No Big Bang? Quantum equation predicts universe has no beginning

A novel model that employs quantum correction terms to extend Einstein's theory of general relativity suggests that the universe may have lived forever. The model might simultaneously address several issues by taking into consideration dark matter and dark energy.

According to general relativity, the universe is 13.8 billion years old, which is the generally accepted age. All of existence is believed to have originated in a single, singularity-like point that was infinitely dense. The universe didn't actually start until this point started to expand in a "Big Bang".

Although the equations of general relativity directly and ineluctably lead to the Big Bang singularity, some scientists find this to be problematic because the math can only explain what occurred immediately after the singularity—not at or before it.

Because the laws of physics seem to be violated there, Ahmed Farag Ali of Benha University and the Zewail City of Science and Technology in Egypt told that the Big Bang singularity is the most significant issue with general relativity.

In an article that was recently published in Physics Letters B, Ali and coauthor Saurya Das from the University of Lethbridge in Alberta, Canada, demonstrated how their novel theory—in which the cosmos has no origin and no end—can resolve the Big Bang singularity.

Old Ideas Revisited

The physicists stress that they do not arbitrarily apply their quantum correction terms to try to particularly get rid of the Big Bang singularity. Their work is based on concepts put out by David Bohm, a theoretical physicist also noted for his contributions to physics philosophy. Beginning in the 1950s, Bohm investigated using quantum trajectories in place of conventional geodesics (the shortest route between two locations on a curved surface).

In their study, physicists Ali and Das Das applied these Bohmian trajectories to an equation created at Presidency University in Kolkata, India, in the 1950s by physicist Amal Kumar Raychaudhuri. When Das attended that university as an undergraduate student in the 1990s, Raychaudhuri was also his professor.

The quantum-corrected Friedmann equations, which describe the expansion and evolution of the universe (including the Big Bang) within the setting of general relativity, were developed by Ali and Das using the quantum-corrected Raychaudhuri equation. The model incorporates aspects of both quantum theory and general relativity, despite not being a true theory of quantum gravity. In addition, Ali and Das anticipate that their findings will hold true whether or not a complete theory of quantum gravity is developed.

No Singularities Nor Dark Stuff

The new model does not predict a "big crunch" singularity in addition to not forecasting a huge Bang singularity. According to general relativity, the cosmos might begin to contract before collapsing massively in on itself to form an impossibly dense point once more.

In their study, Ali and Das describe how a crucial distinction between Bohmian trajectories and classical geodesics allows their model to avoid singularities. Singularities are the places where classical geodesics finally converge and cross each other. Singularities do not arise in the equations because Bohmian trajectories do not intersect one another.

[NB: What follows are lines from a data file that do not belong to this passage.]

use thiserror::Error;
mod ops;
pub use self::ops::*;

/// 张量及网络前向/反向计算中可能出现的错误
#[derive(Error, Debug, Clone, PartialEq, Eq)]
pub enum TensorError {
    // 数字比较用
    #[error("{value_name}须{operator}{threshold}")]
    ValueMustSatisfyComparison {
        value_name: String,
        operator: ComparisonOperator,
        threshold: usize,
    },
    // 张量二元运算
    #[error(
        "形状不一致，故无法{operator}：第一个张量的形状为{tensor1_shape:?}，第二个张量的形状为{tensor2_shape:?}"
    )]
    OperatorError {
        operator: Operator,
        tensor1_shape: Vec<usize>,
        tensor2_shape: Vec<usize>,
    },
    #[error("{context}：期望形状为{expected:?}，实际为{got:?}")]
    ShapeMismatch {
        context: String,
        expected: Vec<usize>,
        got: Vec<usize>,
    },
    #[error("{context}：期望{expected}维张量，实际为{got}维")]
    DimensionMismatch {
        context: String,
        expected: usize,
        got: usize,
    },
    #[error("数据长度{len}与形状{shape:?}不符")]
    DataLengthMismatch { len: usize, shape: Vec<usize> },
    #[error("参数`{0}`不存在")]
    MissingParameter(String),
    #[error("张量列表为空")]
    EmptyList,
}

impl TensorError {
    /// 校验张量维数，供各层/损失函数在入口处使用
    pub fn check_dims(context: &str, shape: &[usize], expected: usize) -> Result<(), Self> {
        if shape.len() != expected {
            return Err(Self::DimensionMismatch {
                context: context.to_string(),
                expected,
                got: shape.len(),
            });
        }
        Ok(())
    }

    /// 校验两个形状严格一致
    pub fn check_same_shape(context: &str, expected: &[usize], got: &[usize]) -> Result<(), Self> {
        if expected != got {
            return Err(Self::ShapeMismatch {
                context: context.to_string(),
                expected: expected.to_vec(),
                got: got.to_vec(),
            });
        }
        Ok(())
    }
}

The researchers clarify that the quantum corrections can be viewed as a radiation term and a cosmological constant term (without the necessity for dark energy). These conditions maintain the universe's limited size, giving it an infinite age. Additionally, the terms provide predictions that nearly match the cosmological constant and cosmic density as observed today.

New Gravity Particle

The model states that there is a quantum fluid at the center of the universe. Theoretical massless particles called gravitons, which mediate the gravitational force, are thought to make up this fluid, according to the scientists. The existence of gravitons is regarded to be crucial to a quantum gravity theory.

Further support for this model has been provided in a companion study by Das and another colleague, Rajat Bhaduri of McMaster University in Canada. They demonstrate that gravitons can create the Bose-Einstein condensate, which bears the names of both Einstein and Satyendranath Bose, a physicist from India.

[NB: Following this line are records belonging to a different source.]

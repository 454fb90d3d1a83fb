//! 数据加载错误类型定义

use crate::errors::TensorError;
use std::path::PathBuf;
use thiserror::Error;

/// 数据加载相关错误
#[derive(Debug, Error)]
pub enum DataError {
    /// 目录不存在
    #[error("目录未找到: {0}")]
    DirNotFound(PathBuf),

    /// IO 错误
    #[error("IO 错误: {0}")]
    IoError(#[from] std::io::Error),

    /// 图像解码/编码错误
    #[error("图像读写失败（{path}）: {source}")]
    Image {
        path: PathBuf,
        #[source]
        source: image::ImageError,
    },

    /// 数据源中没有任何图像
    #[error("目录中没有图像: {0}")]
    Empty(PathBuf),

    /// 图像数少于一个批次
    #[error("图像数不足一个批次: {dir}中只有{found}张，批大小为{batch_size}")]
    NotEnoughImages {
        dir: PathBuf,
        found: usize,
        batch_size: usize,
    },

    #[error(transparent)]
    Tensor(#[from] TensorError),
}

The physicists intend to conduct a more thorough analysis of their concept in the future since it has the potential to explain dark matter and dark energy as well as the singularity that results from the Big Bang. Small inhomogeneous and anisotropic perturbations will be taken into consideration when they perform their analysis in the future, but they do not anticipate that these perturbations will have a large impact on the outcomes.

It is gratifying to see that such simple fixes have the ability to address so many problems at once, Das added.